WASHINGTON STATE

Crews search for survivors of mudslide

With 8 dead, 18 missing, rescuers fear mounting toll

3/24/2014
BLADE NEWS SERVICES
A demolished house sits in the mud on Highway 530, the day after a giant mudslide hurtled into homes, trees, and anything else in its way near Oso, Wash.
A demolished house sits in the mud on Highway 530, the day after a giant mudslide hurtled into homes, trees, and anything else in its way near Oso, Wash.

ARLINGTON, Wash. — Searchers found four more bodies Sunday in the tangled sludge of a massive landslide in rural Washington state, bringing the death toll to at least eight from the wall of debris that swept through a small riverside neighborhood. At least 18 people are still believed missing.

“Mother Nature holds the cards here,” Washington Gov. Jay Inslee said Sunday. He added that the devastation left behind by the Saturday mudslide into a cluster of rural homes along the Stillaguamish River, just east of the small town of Oso, “is just unrelenting and awesome — there really is no stick standing in the path of the slide.”

Chief Travis Hots of Snohomish County Fire District 21 said Sunday that crews reached the muddy, tree-strewn area after geologists flew over by helicopter and determined it was safe enough for emergency responders and technical rescue personnel to search.

So far, rescuers had been unable to find the source of voices heard among the mud and wreckage Saturday evening.

Still, Chiefs Hots said crews were in a “search-and-rescue mode.

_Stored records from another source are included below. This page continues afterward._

use std::sync::Arc;

use chrono::{Local, NaiveDate};
use rust_decimal::Decimal;
use serde::{Deserialize, Serialize};
use tracing::{debug, warn};

use super::breakdown::{percent_saved, project_cost_range, CostBreakdown, DiscountStep};
use super::eligibility::DiscountAvailability;
use super::rules::{
    cohort_step, reimbursement_step, DiscountRates, RatesError, RuleContext, PERCENTAGE_RULES,
};
use super::tables::PricingTables;
use super::NotFound;

/// User-entered selections that accompany a program and partner.
#[derive(Debug, Clone, Default, PartialEq, Eq, Serialize, Deserialize)]
#[serde(default)]
pub struct CostOptions {
    pub apply_promotional_discount: bool,
    pub is_residency_eligible: bool,
    pub is_alumni_eligible: bool,
    #[serde(skip_serializing_if = "Option::is_none")]
    pub employer_reimbursement: Option<Decimal>,
}

/// Terminal failures for a single cost calculation; no partial breakdown is produced.
#[derive(Debug, Clone, PartialEq, Eq, thiserror::Error)]
pub enum CostError {
    #[error("unknown program '{0}'")]
    UnknownProgram(String),
    #[error("unknown partner '{0}'")]
    UnknownPartner(String),
    #[error("invalid input: {0}")]
    InvalidInput(String),
}

impl From<NotFound> for CostError {
    fn from(value: NotFound) -> Self {
        match value {
            NotFound::Program(code) => CostError::UnknownProgram(code),
            NotFound::Partner(id) => CostError::UnknownPartner(id),
        }
    }
}

/// Stateless cost resolver over shared, immutable pricing tables.
#[derive(Debug, Clone)]
pub struct CostEngine {
    tables: Arc<PricingTables>,
    rates: DiscountRates,
    pinned_date: Option<NaiveDate>,
}

impl CostEngine {
    /// Rejects rates outside `[0, 100]`, which would turn a discount into a surcharge.
    pub fn new(tables: Arc<PricingTables>, rates: DiscountRates) -> Result<Self, RatesError> {
        rates.validate()?;
        Ok(Self {
            tables,
            rates,
            pinned_date: None,
        })
    }

    /// Price every call as of `date` instead of the local calendar date.
    pub fn pinned_to(mut self, date: NaiveDate) -> Self {
        self.pinned_date = Some(date);
        self
    }

    pub fn tables(&self) -> &PricingTables {
        &self.tables
    }

    pub fn rates(&self) -> &DiscountRates {
        &self.rates
    }

    pub fn today(&self) -> NaiveDate {
        self.pinned_date
            .unwrap_or_else(|| Local::now().date_naive())
    }

    pub fn compute_cost(
        &self,
        program_code: &str,
        partner_id: &str,
        options: &CostOptions,
    ) -> Result<CostBreakdown, CostError> {
        self.compute_cost_on(program_code, partner_id, options, self.today())
    }

    pub fn compute_cost_on(
        &self,
        program_code: &str,
        partner_id: &str,
        options: &CostOptions,
        on: NaiveDate,
    ) -> Result<CostBreakdown, CostError> {
        match self.resolve(program_code, partner_id, options, on) {
            Ok(breakdown) => {
                debug!(
                    program = program_code,
                    partner = partner_id,
                    steps = breakdown.steps.len(),
                    final_price = %breakdown.final_price,
                    "resolved tuition breakdown"
                );
                Ok(breakdown)
            }
            Err(err) => {
                warn!(program = program_code, partner = partner_id, %err, "tuition calculation rejected");
                Err(err)
            }
        }
    }

    pub fn get_availability(
        &self,
        program_code: &str,
        partner_id: &str,
    ) -> Result<DiscountAvailability, CostError> {
        self.get_availability_on(program_code, partner_id, self.today())
    }

    /// Which optional toggles to surface before the user commits to a calculation.
    ///
    /// Shares the promotional window check with [`CostEngine::compute_cost_on`].
    pub fn get_availability_on(
        &self,
        program_code: &str,
        partner_id: &str,
        on: NaiveDate,
    ) -> Result<DiscountAvailability, CostError> {
        self.tables.catalog().get_program(program_code)?;
        let partner = self.tables.directory().get_partner(partner_id)?;
        Ok(DiscountAvailability::for_partner(partner, on))
    }

    fn resolve(
        &self,
        program_code: &str,
        partner_id: &str,
        options: &CostOptions,
        on: NaiveDate,
    ) -> Result<CostBreakdown, CostError> {
        let program = self.tables.catalog().get_program(program_code)?;
        let partner = self.tables.directory().get_partner(partner_id)?;
        let reimbursement = validate_reimbursement(options.employer_reimbursement)?;

        let standard_price = program.standard_price();
        let mut steps: Vec<DiscountStep> = Vec::new();

        let cohort = partner.cohort_for(&program.code);
        let base_price = match cohort {
            Some(cohort) => {
                let step = cohort_step(program, partner, cohort, standard_price);
                let price = step.price_after;
                steps.push(step);
                price
            }
            None => standard_price,
        };

        let mut running = base_price;
        let context = RuleContext {
            partner,
            options,
            on,
        };
        for rule in PERCENTAGE_RULES {
            if rule.applies(&context) {
                let step = rule.apply(running, &self.rates, partner);
                running = step.price_after;
                steps.push(step);
            }
        }

        if let Some(requested) = reimbursement.filter(|amount| *amount > Decimal::ZERO) {
            let step = reimbursement_step(requested, running);
            running = step.price_after;
            steps.push(step);
        }

        let final_price = running.max(Decimal::ZERO);
        let cost_range = match cohort {
            Some(_) => None,
            None => project_cost_range(program, &steps),
        };

        Ok(CostBreakdown {
            program_code: program.code.clone(),
            program_name: program.name.clone(),
            standard_price,
            base_price,
            final_price,
            percent_saved: percent_saved(standard_price, final_price),
            credits: program.credit_summary(),
            cohort_pricing: cohort.cloned(),
            steps,
            cost_range,
            priced_on: on,
            tables_version: self.tables.version().to_string(),
        })
    }
}

fn validate_reimbursement(value: Option<Decimal>) -> Result<Option<Decimal>, CostError> {
    match value {
        Some(amount) if amount.is_sign_negative() && !amount.is_zero() => {
            Err(CostError::InvalidInput(format!(
                "employer reimbursement must not be negative (got {amount})"
            )))
        }
        other => Ok(other),
    }
}
use std::env;
use std::fmt;
use std::net::{IpAddr, SocketAddr};
use std::path::PathBuf;
use std::str::FromStr;

use chrono::NaiveDate;
use rust_decimal::Decimal;

use crate::pricing::{DiscountRates, RatesError};

/// Distinguishes runtime behavior for different stages of the service.
#[derive(Debug, Clone, Copy, PartialEq, Eq)]
pub enum AppEnvironment {
    Development,
    Test,
    Production,
}

impl AppEnvironment {
    fn from_str(value: &str) -> Self {
        match value.trim().to_ascii_lowercase().as_str() {
            "prod" | "production" => Self::Production,
            "test" | "ci" => Self::Test,
            _ => Self::Development,
        }
    }
}

/// Top-level configuration for the application.
#[derive(Debug, Clone)]
pub struct AppConfig {
    pub environment: AppEnvironment,
    pub server: ServerConfig,
    pub telemetry: TelemetryConfig,
    pub pricing: PricingConfig,
}

impl AppConfig {
    pub fn load() -> Result<Self, ConfigError> {
        dotenvy::dotenv().ok();

        let environment = AppEnvironment::from_str(
            &env::var("APP_ENV").unwrap_or_else(|_| "development".to_string()),
        );

        let host = env::var("APP_HOST").unwrap_or_else(|_| "127.0.0.1".to_string());
        let port = env::var("APP_PORT")
            .unwrap_or_else(|_| "3000".to_string())
            .parse::<u16>()
            .map_err(|_| ConfigError::InvalidPort)?;

        let log_level = env::var("APP_LOG_LEVEL").unwrap_or_else(|_| "info".to_string());

        Ok(Self {
            environment,
            server: ServerConfig { host, port },
            telemetry: TelemetryConfig { log_level },
            pricing: PricingConfig::from_env()?,
        })
    }
}

/// Settings controlling the HTTP server binding.
#[derive(Debug, Clone)]
pub struct ServerConfig {
    pub host: String,
    pub port: u16,
}

impl ServerConfig {
    pub fn socket_addr(&self) -> Result<SocketAddr, ConfigError> {
        if self.host.eq_ignore_ascii_case("localhost") {
            return Ok(SocketAddr::new(IpAddr::from([127, 0, 0, 1]), self.port));
        }

        let ip: IpAddr = self
            .host
            .parse()
            .map_err(|source| ConfigError::InvalidHost { source })?;

        Ok(SocketAddr::new(ip, self.port))
    }
}

/// Tracing controls.
#[derive(Debug, Clone)]
pub struct TelemetryConfig {
    pub log_level: String,
}

/// Where the pricing tables come from and how the optional discounts are rated.
#[derive(Debug, Clone, Default)]
pub struct PricingConfig {
    /// JSON tables replacing the built-in catalog and partner directory.
    pub tables_path: Option<PathBuf>,
    pub rates: DiscountRates,
    /// Fixed pricing date, used for demos and reproducing historical quotes.
    pub as_of: Option<NaiveDate>,
}

impl PricingConfig {
    fn from_env() -> Result<Self, ConfigError> {
        let defaults = DiscountRates::default();
        let rates = DiscountRates {
            promotional_percent: percent_var(
                "PRICING_PROMOTIONAL_PERCENT",
                defaults.promotional_percent,
            )?,
            residency_percent: percent_var("PRICING_RESIDENCY_PERCENT", defaults.residency_percent)?,
            alumni_percent: percent_var("PRICING_ALUMNI_PERCENT", defaults.alumni_percent)?,
        };
        rates.validate().map_err(ConfigError::Rates)?;

        let as_of = match non_empty_var("PRICING_AS_OF") {
            Some(raw) => Some(
                NaiveDate::parse_from_str(raw.trim(), "%Y-%m-%d")
                    .map_err(|_| ConfigError::InvalidDate { value: raw })?,
            ),
            None => None,
        };

        Ok(Self {
            tables_path: non_empty_var("PRICING_TABLES_PATH").map(PathBuf::from),
            rates,
            as_of,
        })
    }
}

fn non_empty_var(key: &str) -> Option<String> {
    env::var(key).ok().filter(|value| !value.trim().is_empty())
}

fn percent_var(key: &'static str, default: Decimal) -> Result<Decimal, ConfigError> {
    match non_empty_var(key) {
        Some(raw) => Decimal::from_str(raw.trim()).map_err(|_| ConfigError::InvalidPercent {
            key,
            value: raw,
        }),
        None => Ok(default),
    }
}

#[derive(Debug)]
pub enum ConfigError {
    InvalidPort,
    InvalidHost { source: std::net::AddrParseError },
    InvalidPercent { key: &'static str, value: String },
    InvalidDate { value: String },
    Rates(RatesError),
}

impl fmt::Display for ConfigError {
    fn fmt(&self, f: &mut fmt::Formatter<'_>) -> fmt::Result {
        match self {
            ConfigError::InvalidPort => write!(f, "APP_PORT must be a valid u16"),
            ConfigError::InvalidHost { .. } => {
                write!(f, "APP_HOST must parse to an IPv4 or IPv6 address")
            }
            ConfigError::InvalidPercent { key, value } => {
                write!(f, "{key} must be a decimal percentage, got '{value}'")
            }
            ConfigError::InvalidDate { value } => {
                write!(f, "PRICING_AS_OF must be YYYY-MM-DD, got '{value}'")
            }
            ConfigError::Rates(err) => write!(f, "{err}"),
        }
    }
}

impl std::error::Error for ConfigError {
    fn source(&self) -> Option<&(dyn std::error::Error + 'static)> {
        match self {
            ConfigError::InvalidHost { source } => Some(source),
            ConfigError::Rates(err) => Some(err),
            ConfigError::InvalidPort
            | ConfigError::InvalidPercent { .. }
            | ConfigError::InvalidDate { .. } => None,
        }
    }
}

It has not gone to a recovery mode at this time.”

Some firefighters waded into a square-mile slurry of mud and became stuck up to their armpits, officials said. They were pulled out by rope.

“We have families across the state this moment who are wondering about their family members, and the anxiety of that is beyond description,” Mr. Inslee said. “Every human possibility is being explored here to rescue and find their loved ones.”

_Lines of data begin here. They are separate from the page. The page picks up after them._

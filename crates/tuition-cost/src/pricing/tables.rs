use std::collections::{BTreeMap, HashSet};
use std::io::Read;

use chrono::NaiveDate;
use rust_decimal::Decimal;
use serde::Deserialize;

use super::catalog::{Catalog, PricingMode, Program, ProgramCategory};
use super::partners::{CohortPricing, CreditPoint, Partner, PartnerDirectory};

/// Immutable, versioned bundle of the catalog and partner directory.
///
/// Built once at start-up and shared by every engine invocation.
#[derive(Debug, Clone)]
pub struct PricingTables {
    version: String,
    catalog: Catalog,
    directory: PartnerDirectory,
}

/// Serialized shape accepted by [`PricingTables::from_json_reader`].
#[derive(Debug, Deserialize)]
struct TablesDocument {
    version: String,
    programs: Vec<Program>,
    partners: Vec<Partner>,
}

impl PricingTables {
    pub fn new(
        version: impl Into<String>,
        programs: Vec<Program>,
        partners: Vec<Partner>,
    ) -> Result<Self, TableError> {
        validate_programs(&programs)?;
        let catalog = Catalog::from_programs(programs);
        validate_partners(&partners, &catalog)?;

        Ok(Self {
            version: version.into(),
            catalog,
            directory: PartnerDirectory::from_partners(partners),
        })
    }

    pub fn from_json_reader<R: Read>(reader: R) -> Result<Self, TableError> {
        let document: TablesDocument = serde_json::from_reader(reader)?;
        Self::new(document.version, document.programs, document.partners)
    }

    /// Tables published with the current marketing catalog.
    pub fn standard() -> Result<Self, TableError> {
        Self::new(STANDARD_VERSION, standard_programs(), standard_partners())
    }

    pub fn version(&self) -> &str {
        &self.version
    }

    pub fn catalog(&self) -> &Catalog {
        &self.catalog
    }

    pub fn directory(&self) -> &PartnerDirectory {
        &self.directory
    }
}

/// Reasons a set of pricing tables is rejected at load time.
#[derive(Debug, thiserror::Error)]
pub enum TableError {
    #[error("duplicate program code '{0}'")]
    DuplicateProgram(String),
    #[error("duplicate partner id '{0}'")]
    DuplicatePartner(String),
    #[error("program '{code}' has invalid credits: {detail}")]
    InvalidCredits { code: String, detail: String },
    #[error("program '{0}' has a negative price")]
    NegativePrice(String),
    #[error("program '{0}' has a price too large to discount")]
    PriceOverflow(String),
    #[error("partner '{partner}' has cohort pricing for unknown program '{program}'")]
    UnknownCohortProgram { partner: String, program: String },
    #[error("partner '{partner}' cohort pricing for '{program}' is invalid: {detail}")]
    CohortMismatch {
        partner: String,
        program: String,
        detail: String,
    },
    #[error("partner '{0}' is promotional-discount eligible but has no valid-until date")]
    MissingPromotionalWindow(String),
    #[error("unable to parse pricing tables: {0}")]
    Parse(#[from] serde_json::Error),
}

fn validate_programs(programs: &[Program]) -> Result<(), TableError> {
    let mut seen = HashSet::new();
    for program in programs {
        if !seen.insert(program.code.as_str()) {
            return Err(TableError::DuplicateProgram(program.code.clone()));
        }

        let invalid = |detail: &str| TableError::InvalidCredits {
            code: program.code.clone(),
            detail: detail.to_string(),
        };

        match &program.pricing {
            PricingMode::Fixed {
                credits,
                per_credit,
                total_override,
            } => {
                if *credits == 0 {
                    return Err(invalid("credit count must be positive"));
                }
                let override_negative = total_override
                    .map(|total| total.is_sign_negative())
                    .unwrap_or(false);
                if per_credit.is_sign_negative() || override_negative {
                    return Err(TableError::NegativePrice(program.code.clone()));
                }
                let listed = match total_override {
                    Some(total) => *total,
                    None => credit_price(*credits, *per_credit)
                        .ok_or_else(|| TableError::PriceOverflow(program.code.clone()))?,
                };
                if !has_discount_headroom(listed) {
                    return Err(TableError::PriceOverflow(program.code.clone()));
                }
            }
            PricingMode::Variable {
                min_credits,
                typical_credits,
                max_credits,
                per_credit,
            } => {
                if *min_credits == 0 {
                    return Err(invalid("minimum credits must be positive"));
                }
                if !(min_credits <= typical_credits && typical_credits <= max_credits) {
                    return Err(invalid("expected min <= typical <= max"));
                }
                if per_credit.is_sign_negative() {
                    return Err(TableError::NegativePrice(program.code.clone()));
                }
                let highest = credit_price(*max_credits, *per_credit)
                    .filter(|price| has_discount_headroom(*price));
                if highest.is_none() {
                    return Err(TableError::PriceOverflow(program.code.clone()));
                }
            }
        }
    }
    Ok(())
}

fn credit_price(credits: u32, per_credit: Decimal) -> Option<Decimal> {
    Decimal::from(credits).checked_mul(per_credit)
}

/// Percentage steps multiply the running price by up to 100 before dividing.
fn has_discount_headroom(price: Decimal) -> bool {
    price.checked_mul(Decimal::ONE_HUNDRED).is_some()
}

fn validate_partners(partners: &[Partner], catalog: &Catalog) -> Result<(), TableError> {
    let mut seen = HashSet::new();
    for partner in partners {
        if !seen.insert(partner.id.as_str()) {
            return Err(TableError::DuplicatePartner(partner.id.clone()));
        }
        if partner.promotional_discount_eligible
            && partner.promotional_discount_valid_until.is_none()
        {
            return Err(TableError::MissingPromotionalWindow(partner.id.clone()));
        }

        for (program_code, cohort) in &partner.cohort_pricing {
            let program = catalog.get_program(program_code).map_err(|_| {
                TableError::UnknownCohortProgram {
                    partner: partner.id.clone(),
                    program: program_code.clone(),
                }
            })?;
            check_cohort_shape(program, cohort).map_err(|detail| TableError::CohortMismatch {
                partner: partner.id.clone(),
                program: program_code.clone(),
                detail,
            })?;
        }
    }
    Ok(())
}

fn check_cohort_shape(program: &Program, cohort: &CohortPricing) -> Result<(), String> {
    match (&program.pricing, cohort) {
        (
            PricingMode::Fixed { credits, .. },
            CohortPricing::Fixed {
                per_credit,
                total_price,
            },
        ) => {
            if per_credit.is_sign_negative() || total_price.is_sign_negative() {
                return Err("cohort prices must not be negative".to_string());
            }
            let expected = credit_price(*credits, *per_credit)
                .ok_or_else(|| "cohort per-credit price overflows".to_string())?;
            if !has_discount_headroom(*total_price) {
                return Err("cohort total is too large to discount".to_string());
            }
            if expected != *total_price {
                return Err(format!(
                    "total {total_price} does not equal {credits} credits x {per_credit}"
                ));
            }
            Ok(())
        }
        (
            PricingMode::Variable {
                min_credits,
                typical_credits,
                max_credits,
                ..
            },
            CohortPricing::Variable { min, typical, max },
        ) => {
            let points = [
                ("min", min, *min_credits),
                ("typical", typical, *typical_credits),
                ("max", max, *max_credits),
            ];
            for (label, point, credits) in points {
                if point.credits != credits {
                    return Err(format!(
                        "{label} point covers {} credits, program expects {credits}",
                        point.credits
                    ));
                }
                if point.price.is_sign_negative() {
                    return Err(format!("{label} point price must not be negative"));
                }
                if !has_discount_headroom(point.price) {
                    return Err(format!("{label} point price is too large to discount"));
                }
            }
            Ok(())
        }
        (PricingMode::Fixed { .. }, CohortPricing::Variable { .. }) => {
            Err("variable cohort table for a fixed-credit program".to_string())
        }
        (PricingMode::Variable { .. }, CohortPricing::Fixed { .. }) => {
            Err("fixed cohort table for a variable-credit program".to_string())
        }
    }
}

const STANDARD_VERSION: &str = "2026.2";

fn standard_programs() -> Vec<Program> {
    vec![
        Program {
            code: "dataviz-pc".to_string(),
            name: "Professional Certificate in Applied Data Visualization".to_string(),
            category: ProgramCategory::Certificate,
            pricing: PricingMode::Fixed {
                credits: 3,
                per_credit: Decimal::from(1750),
                total_override: None,
            },
        },
        Program {
            code: "aai-gc".to_string(),
            name: "Graduate Certificate in Applied Artificial Intelligence".to_string(),
            category: ProgramCategory::Certificate,
            pricing: PricingMode::Fixed {
                credits: 12,
                per_credit: Decimal::from(1750),
                total_override: None,
            },
        },
        Program {
            code: "ent-gc".to_string(),
            name: "Graduate Certificate in Enterprise Systems".to_string(),
            category: ProgramCategory::Certificate,
            pricing: PricingMode::Variable {
                min_credits: 9,
                typical_credits: 12,
                max_credits: 15,
                per_credit: Decimal::from(800),
            },
        },
        Program {
            code: "mem".to_string(),
            name: "Master of Engineering in Engineering Management".to_string(),
            category: ProgramCategory::Masters,
            pricing: PricingMode::Fixed {
                credits: 30,
                per_credit: Decimal::from(1750),
                total_override: None,
            },
        },
        Program {
            code: "mscs".to_string(),
            name: "Master of Science in Computer Science".to_string(),
            category: ProgramCategory::Masters,
            pricing: PricingMode::Variable {
                min_credits: 30,
                typical_credits: 33,
                max_credits: 36,
                per_credit: Decimal::from(1750),
            },
        },
        Program {
            code: "bsit".to_string(),
            name: "Bachelor of Science in Information Technology".to_string(),
            category: ProgramCategory::Bachelors,
            pricing: PricingMode::Fixed {
                credits: 120,
                per_credit: Decimal::from(575),
                total_override: Some(Decimal::from(66_000)),
            },
        },
    ]
}

fn standard_partners() -> Vec<Partner> {
    let mut hudson_cohorts = BTreeMap::new();
    hudson_cohorts.insert(
        "aai-gc".to_string(),
        CohortPricing::Fixed {
            per_credit: Decimal::from(1400),
            total_price: Decimal::from(16_800),
        },
    );
    hudson_cohorts.insert(
        "ent-gc".to_string(),
        CohortPricing::Variable {
            min: CreditPoint {
                credits: 9,
                price: Decimal::from(5850),
            },
            typical: CreditPoint {
                credits: 12,
                price: Decimal::from(7800),
            },
            max: CreditPoint {
                credits: 15,
                price: Decimal::from(9750),
            },
        },
    );

    vec![
        Partner {
            id: "none".to_string(),
            name: "My employer is not listed".to_string(),
            has_special_cohort: false,
            promotional_discount_eligible: false,
            promotional_discount_valid_until: None,
            residency_discount_eligible: false,
            alumni_discount_eligible: true,
            cohort_pricing: BTreeMap::new(),
        },
        Partner {
            id: "hudson-health".to_string(),
            name: "Hudson Health Network".to_string(),
            has_special_cohort: true,
            promotional_discount_eligible: true,
            promotional_discount_valid_until: NaiveDate::from_ymd_opt(2026, 12, 31),
            residency_discount_eligible: true,
            alumni_discount_eligible: true,
            cohort_pricing: hudson_cohorts,
        },
        Partner {
            id: "garden-state-utilities".to_string(),
            name: "Garden State Utilities".to_string(),
            has_special_cohort: false,
            promotional_discount_eligible: true,
            promotional_discount_valid_until: NaiveDate::from_ymd_opt(2026, 6, 30),
            residency_discount_eligible: true,
            alumni_discount_eligible: true,
            cohort_pricing: BTreeMap::new(),
        },
        Partner {
            id: "meridian-bank".to_string(),
            name: "Meridian Bank".to_string(),
            has_special_cohort: false,
            promotional_discount_eligible: true,
            promotional_discount_valid_until: NaiveDate::from_ymd_opt(2027, 6, 30),
            residency_discount_eligible: false,
            alumni_discount_eligible: true,
            cohort_pricing: BTreeMap::new(),
        },
    ]
}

Seven people were rescued Saturday night.

Shari Ireton, a spokesman for the Snohomish County sheriff’s office, said eight people were hurt in the slide.

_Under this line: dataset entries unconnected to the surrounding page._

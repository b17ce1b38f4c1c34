//! Tuition cost resolution for online program landing pages.
//!
//! The [`pricing`] module owns the static program catalog, partner directory, and the
//! ordered discount rule set. Everything else in this crate is the ambient service plumbing
//! (configuration, telemetry, error mapping) shared with the API binary.

pub mod config;
pub mod error;
pub mod pricing;
pub mod telemetry;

A 6-month-old boy and an 81-year-old man remained in critical condition Sunday at a Seattle hospital. A spokesman said two men were in serious condition.

Chief Hots said the search would continue until nightfall. “We have this huge square-mile mudflow that’s basically like quicksand.”

The 1-square-mile mudslide that struck Saturday morning critically injured several people and destroyed about 30 homes.

Among those missing are Reed Miller’s son, Joseph, 47, who is mentally ill, he said. Mr. Miller, 75, had been standing in the grocery-checkout line in Arlington on Saturday when ambulances screamed past.

“The grocery lady said there was a big mudslide in Oso and to call her back when I got home OK,” Mr. Miller said Sunday. “I never got there.”

Officials said up to 30 homes may have been affected by the mudslide; Mr. Miller’s home was among those damaged or destroyed.

A steady stream of people made their way to the shelter set up in Arlington.

Caroline Neal had come looking for word of her father, a 52-year-old plumber who was servicing a hot water tank for a woman in Oso.

The woman is now missing, as is the cable worker who was at her home too. And Ms. Neal’s father is nowhere to be found.

The mudslide, which has blocked a key rural highway as well as the Stillaguamish River, came after an unusually heavy month of rain.

With the water rising rapidly behind the debris, authorities worried about downstream flooding and issued an evacuation notice Saturday. The water had begun to seep through the blockage by Sunday afternoon.

Snohomish County officials said Sunday that residents could return home during daylight hours.

John Pennington, director of Snohomish County Emergency Management Department, said there were concerns that the water could break downstream, as well as back up and flood areas upstream. The National Weather Service issued a flash flood watch for Snohomish County through today.

U.S. Rep. Suzan DelBene said Darrington, about 12 miles east of the slide, has been “isolated” because the mud destroyed Highway 530, an important route for that community of 1,359 to reach the Pacific coast.

Mr. Inslee said it wasn’t known when that highway would be restored.

“There is literally not a vertical stick standing in that square mile” of mud, Mr. Inslee said. “Everything within that path has been leveled, and that is something I have certainly never seen before.”

Mr. Inslee’s office issued a declaration of emergency on Saturday night.